As shown in fig. 2, the energy supply system combining the regional distributed energy system and the lake water source heat pump provided by the present application is schematically configured in summer.
The internal combustion engine set 1 is used for generating power, and the internal combustion engine set 1 is used for generating power to supply power to the power utilization terminal 2; the lithium bromide absorption refrigerating unit 3 is used for absorbing the waste heat of the internal combustion engine unit 1, supplying the cooled water to the building cooling equipment 13; the lake water source heat pump unit 4 is used for refrigerating return water of the building cooling equipment and then supplying the return water to the building cooling equipment 13.
The heating smoke inlet of the lithium bromide absorption refrigerating unit 3 is connected with the heating smoke outlet of the internal combustion engine unit 1, the cold water outlet of the lithium bromide absorption refrigerating unit 3 is connected with the cold water inlet of the building cold supply equipment 13, the backwater of the building cold supply equipment 13 flows out and then is divided into three branches, the first branch flows into the backwater inlet of the lithium bromide absorption refrigerating unit 3, the second branch flows into the backwater inlet of the lake water source heat pump unit 4, and the cold water outlet of the lake water source heat pump unit 4 is communicated with the cold water inlet of the building cold supply equipment 13 after being combined with the cold water outlet of the lithium bromide absorption refrigerating unit 3. And the third backwater of the building cold supply equipment 13 is communicated with the backwater inlet of the ice making plate type heat exchanger 7.
The cold water outlet of the double-working-condition water chilling unit 5 is divided into two branches, one branch of cold water outlet is connected with the cold water inlet of the ice making plate type heat exchanger 7, and the other branch of cold water outlet is connected with the cold water inlet of the ice cold storage device 6. And a cold water outlet of the ice cold storage device 6 is communicated with a first cold water inlet of the first ice melting plate type heat exchanger 8 and a first cold water inlet of the second ice melting plate type heat exchanger 9, and a backwater outlet of the first ice melting plate type heat exchanger 8 and a backwater outlet of the second ice melting plate type heat exchanger 9 are communicated with a backwater inlet of the ice cold storage device 6. And a second cold water inlet of the first ice melting plate type heat exchanger 8 is communicated with a cold water outlet of the ice making plate type heat exchanger 7, a second cold water inlet of the second ice melting plate type heat exchanger 9 is communicated with a cold water outlet of the lithium bromide absorption refrigerating unit 3, and a cold water outlet of the first ice melting plate type heat exchanger 8 and a cold water outlet of the second ice melting plate type heat exchanger 9 are communicated with a cold water inlet of the building cold supply equipment 13. And a backwater outlet of the ice cold storage device 6 is communicated with a backwater inlet of the double-working-condition water chilling unit 5. And a backwater outlet of the ice making plate type heat exchanger 7 is communicated with an inlet of the double-working-condition water chilling unit 5.

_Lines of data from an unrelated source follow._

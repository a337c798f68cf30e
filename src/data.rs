// src/data.rs

use crate::error::StoreError;
use crate::model::Collection;
use crate::store::QuizStore;
use log::{info, warn};

/// Colección de ejemplo embebida en el binario
pub fn read_seed_collection() -> Result<Collection, serde_yaml::Error> {
    let file_content = include_str!("data/quizzes.yaml");
    serde_yaml::from_str(file_content)
}

/// Si el almacén está vacío, escribe la colección de ejemplo.
/// Devuelve `true` si ha sembrado algo.
pub fn seed_if_empty<S: QuizStore + ?Sized>(store: &mut S, seed: &Collection) -> Result<bool, StoreError> {
    // Se mira el valor crudo: entradas ilegibles también cuentan como datos
    if !store.load_entries()?.is_empty() {
        return Ok(false);
    }
    store.replace(seed)?;
    info!("almacén vacío: sembrados {} quizzes de ejemplo", seed.len());
    Ok(true)
}

/// Siembra al arrancar; cualquier fallo sólo se registra y la app sigue
pub fn seed_store(store: &mut dyn QuizStore) {
    match read_seed_collection() {
        Ok(seed) => {
            if let Err(e) = seed_if_empty(store, &seed) {
                warn!("no se pudo sembrar el almacén: {e}");
            }
        }
        Err(e) => warn!("colección de ejemplo inválida: {e}"),
    }
}
// src/config.rs

use std::path::PathBuf;

/// Variable de entorno con la ruta del fichero JSON (sólo nativo)
pub const STORE_PATH_VAR: &str = "QUIZ_EDITOR_STORE";
pub const DEFAULT_STORE_PATH: &str = "quizzes.json";

#[derive(Debug, Clone, PartialEq, Eq)]
pub struct EditorConfig {
    pub store_path: PathBuf,
    pub initial_quiz: Option<String>, // quiz a abrir directamente al arrancar
    pub seed_if_empty: bool,
}

impl Default for EditorConfig {
    fn default() -> Self {
        Self {
            store_path: PathBuf::from(DEFAULT_STORE_PATH),
            initial_quiz: None,
            seed_if_empty: true,
        }
    }
}

impl EditorConfig {
    /// `store_var` = valor de `QUIZ_EDITOR_STORE`, `args` sin el nombre del binario
    pub fn from_parts(store_var: Option<String>, args: impl IntoIterator<Item = String>) -> Self {
        let store_path = store_var
            .map(|s| s.trim().to_string())
            .filter(|s| !s.is_empty())
            .map(PathBuf::from)
            .unwrap_or_else(|| PathBuf::from(DEFAULT_STORE_PATH));

        let initial_quiz = args.into_iter().find(|a| !a.trim().is_empty());

        Self {
            store_path,
            initial_quiz,
            ..Self::default()
        }
    }

    #[cfg(not(target_arch = "wasm32"))]
    pub fn from_env() -> Self {
        Self::from_parts(std::env::var(STORE_PATH_VAR).ok(), std::env::args().skip(1))
    }

    /// En la web el quiz inicial llega como `?quiz=Nombre`
    #[cfg(target_arch = "wasm32")]
    pub fn from_env() -> Self {
        Self {
            initial_quiz: initial_quiz_from_location(),
            ..Self::default()
        }
    }
}

/// Valor crudo (sin decodificar) de `quiz` en una query string
pub fn quiz_from_query(search: &str) -> Option<&str> {
    let query = search.strip_prefix('?').unwrap_or(search);
    query
        .split('&')
        .filter_map(|pair| pair.split_once('='))
        .find(|(key, _)| *key == "quiz")
        .map(|(_, value)| value)
        .filter(|value| !value.is_empty())
}

#[cfg(target_arch = "wasm32")]
fn initial_quiz_from_location() -> Option<String> {
    let search = web_sys::window()?.location().search().ok()?;
    let raw = quiz_from_query(&search)?;
    js_sys::decode_uri_component(raw).ok()?.as_string()
}
pub mod delete_confirm;
pub mod edit_dialog;
pub mod not_found;
pub mod question_list;
pub mod quiz_select;
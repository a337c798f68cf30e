use crate::QuizEditorApp;
use crate::model::{EditTarget, EditorState};
use egui::{Align2, Button, Color32, TextEdit};

enum DialogAction {
    Save,
    Cancel,
}

pub fn ui_edit_dialog(app: &mut QuizEditorApp, ctx: &egui::Context) {
    let Some(editor) = app.editor_mut() else {
        return;
    };
    let title = match editor.state() {
        EditorState::Editing { target: EditTarget::New, .. } => "Add New Question",
        EditorState::Editing { .. } => "Edit Question",
        _ => return,
    };
    let Some(draft) = editor.draft_mut() else {
        return;
    };
    let mut action: Option<DialogAction> = None;

    egui::Window::new(title)
        .collapsible(false)
        .resizable(false)
        .anchor(Align2::CENTER_CENTER, [0.0, 0.0])
        .default_width(480.0)
        .show(ctx, |ui| {
            ui.label("Question");
            ui.add(TextEdit::singleline(&mut draft.prompt).desired_width(f32::INFINITY));
            ui.add_space(8.0);

            for i in 0..draft.options.len() {
                ui.horizontal(|ui| {
                    ui.add(
                        TextEdit::singleline(&mut draft.options[i])
                            .hint_text(format!("Option {}", i + 1))
                            .desired_width(380.0),
                    );
                    let selected = draft.selected == Some(i);
                    if ui
                        .selectable_label(selected, "✔")
                        .on_hover_text("Mark as correct answer")
                        .clicked()
                    {
                        draft.selected = Some(i);
                    }
                });
            }

            if draft.selected.is_none() {
                ui.colored_label(
                    Color32::YELLOW,
                    "⚠ The stored correct answer matches no option: pick one.",
                );
            }

            ui.add_space(8.0);
            let can_save = draft.can_save();
            ui.horizontal(|ui| {
                if ui.button("✖ Cancel").clicked() {
                    action = Some(DialogAction::Cancel);
                }
                if ui.add_enabled(can_save, Button::new("💾 Save")).clicked() {
                    action = Some(DialogAction::Save);
                }
            });
        });

    match action {
        Some(DialogAction::Save) => app.save_draft(),
        Some(DialogAction::Cancel) => app.cancel_dialog(),
        None => {}
    }
}
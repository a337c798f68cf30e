use serde::{Deserialize, Serialize};
use serde_json::{Map, Value};

/// Número de opciones que tiene una pregunta nueva
pub const OPTION_COUNT: usize = 4;

#[derive(Serialize, Deserialize, Debug, Clone, PartialEq)]
pub struct Question {
    pub question: String,            // Enunciado
    pub options: Vec<String>,        // Opciones de respuesta
    // Texto de la opción correcta (por valor, no por índice). Si falta en el almacén no se inventa.
    #[serde(rename = "correctAnswer", default, skip_serializing_if = "Option::is_none")]
    pub correct_answer: Option<String>,
    // Campos desconocidos del almacén: se conservan tal cual
    #[serde(flatten)]
    pub extra: Map<String, Value>,
}

impl Question {
    pub fn new(question: impl Into<String>, options: Vec<String>, correct_answer: impl Into<String>) -> Self {
        Self {
            question: question.into(),
            options,
            correct_answer: Some(correct_answer.into()),
            extra: Map::new(),
        }
    }

    /// Posición de `correct_answer` dentro de `options`.
    /// Si hay opciones repetidas gana la primera; `None` si el enlace está roto.
    pub fn correct_index(&self) -> Option<usize> {
        let correct = self.correct_answer.as_deref()?;
        self.options.iter().position(|o| o == correct)
    }
}

#[derive(Serialize, Deserialize, Debug, Clone, PartialEq)]
pub struct Quiz {
    pub name: String,
    #[serde(default, skip_serializing_if = "Option::is_none")]
    pub topic: Option<String>,
    #[serde(default, skip_serializing_if = "Option::is_none")]
    pub difficulty: Option<String>,
    #[serde(default)]
    pub questions: Vec<Question>,
    #[serde(flatten)]
    pub extra: Map<String, Value>,
}

impl Quiz {
    pub fn new(name: impl Into<String>, topic: impl Into<String>, difficulty: impl Into<String>) -> Self {
        Self {
            name: name.into(),
            topic: Some(topic.into()),
            difficulty: Some(difficulty.into()),
            questions: Vec::new(),
            extra: Map::new(),
        }
    }

    pub fn topic(&self) -> &str {
        self.topic.as_deref().unwrap_or_default()
    }

    pub fn difficulty(&self) -> &str {
        self.difficulty.as_deref().unwrap_or_default()
    }

    pub fn with_questions(mut self, questions: Vec<Question>) -> Self {
        self.questions = questions;
        self
    }
}

/// Toda la colección que vive bajo una única clave del almacén
pub type Collection = Vec<Quiz>;

/// Buffer de edición detrás del diálogo de editar/añadir
#[derive(Debug, Clone, PartialEq, Eq)]
pub struct QuestionDraft {
    pub prompt: String,
    pub options: Vec<String>,
    pub selected: Option<usize>, // None = la respuesta guardada no coincide con ninguna opción
}

impl QuestionDraft {
    /// Borrador vacío para "Añadir pregunta": 4 opciones en blanco, la primera marcada
    pub fn blank() -> Self {
        Self {
            prompt: String::new(),
            options: vec![String::new(); OPTION_COUNT],
            selected: Some(0),
        }
    }

    pub fn from_question(question: &Question) -> Self {
        Self {
            prompt: question.question.clone(),
            options: question.options.clone(),
            selected: question.correct_index(),
        }
    }

    /// Mismo criterio que el botón "Save": nada vacío y una opción válida marcada
    pub fn can_save(&self) -> bool {
        !self.prompt.is_empty()
            && self.options.iter().all(|opt| !opt.trim().is_empty())
            && self.selected_option().is_some()
    }

    pub fn selected_option(&self) -> Option<&String> {
        self.selected.and_then(|i| self.options.get(i))
    }

    /// Construye la pregunta; `None` si no hay opción marcada
    pub fn to_question(&self) -> Option<Question> {
        let correct = self.selected_option()?.clone();
        Some(Question::new(self.prompt.clone(), self.options.clone(), correct))
    }
}

#[derive(Clone, Copy, Debug, PartialEq, Eq)]
pub enum EditTarget {
    Existing(usize),
    New,
}

/// Máquina de estados única para los flujos de edición y borrado
#[derive(Debug, Clone, PartialEq, Eq, Default)]
pub enum EditorState {
    #[default]
    Idle,
    Editing {
        target: EditTarget,
        draft: QuestionDraft,
    },
    ConfirmDelete {
        index: usize,
    },
}

impl EditorState {
    pub fn is_idle(&self) -> bool {
        matches!(self, EditorState::Idle)
    }
}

Lake water inlets of the lake water source heat pump unit 4 and the dual-working-condition water chilling unit 5 are communicated with lake water, and lake water outlets of the lake water source heat pump unit 4 and the dual-working-condition water chilling unit 5 are also communicated with the lake water.
The internal combustion engine set 1 can adopt natural gas as fuel to be input into the internal combustion engine set 1 to do work and generate electricity. High-temperature flue gas from the outlet of the internal combustion engine set 1 enters the lithium bromide absorption refrigerating unit 3 for refrigeration, and insufficient building cold energy is provided by the lake water source heat pump unit 4 and the dual-working-condition water chilling unit 5, so that the lake water source heat pump unit 4, the lithium bromide absorption refrigerating unit 3 and the dual-working-condition water chilling unit 5 can run in a complementary mode to meet the building cold requirement. In daytime, the ice cold storage device 6 is used for cooling preferentially, backwater on the user side flows through the ice making plate type heat exchanger 7 for cooling, then flows through the first ice melting plate type heat exchanger 8 for cooling to the set temperature, and is supplied to the user. When the temperature of the user is not high, the lake water source heat pump unit 4 and the lithium bromide absorption refrigerating unit 3 are partially started, the user side backwater flows through the lake water source heat pump unit 4 and the lithium bromide absorption refrigerating unit 3 to be cooled, then flows through the second ice melting plate type heat exchanger 9 to be cooled to the set temperature, and is supplied to the user. At night, the double-working-condition water chilling unit 5 is started to prepare the fluid ice at the low valley price and full load. The lake water source heat pump unit 4 and the lithium bromide absorption refrigerating unit 3 provide cold energy for the building, and the insufficient part is provided by the ice cold storage device 6. Meanwhile, the power consumption of the unit and the building terminal equipment is monitored in real time through a signal feedback network, and the transmission of the power is controlled.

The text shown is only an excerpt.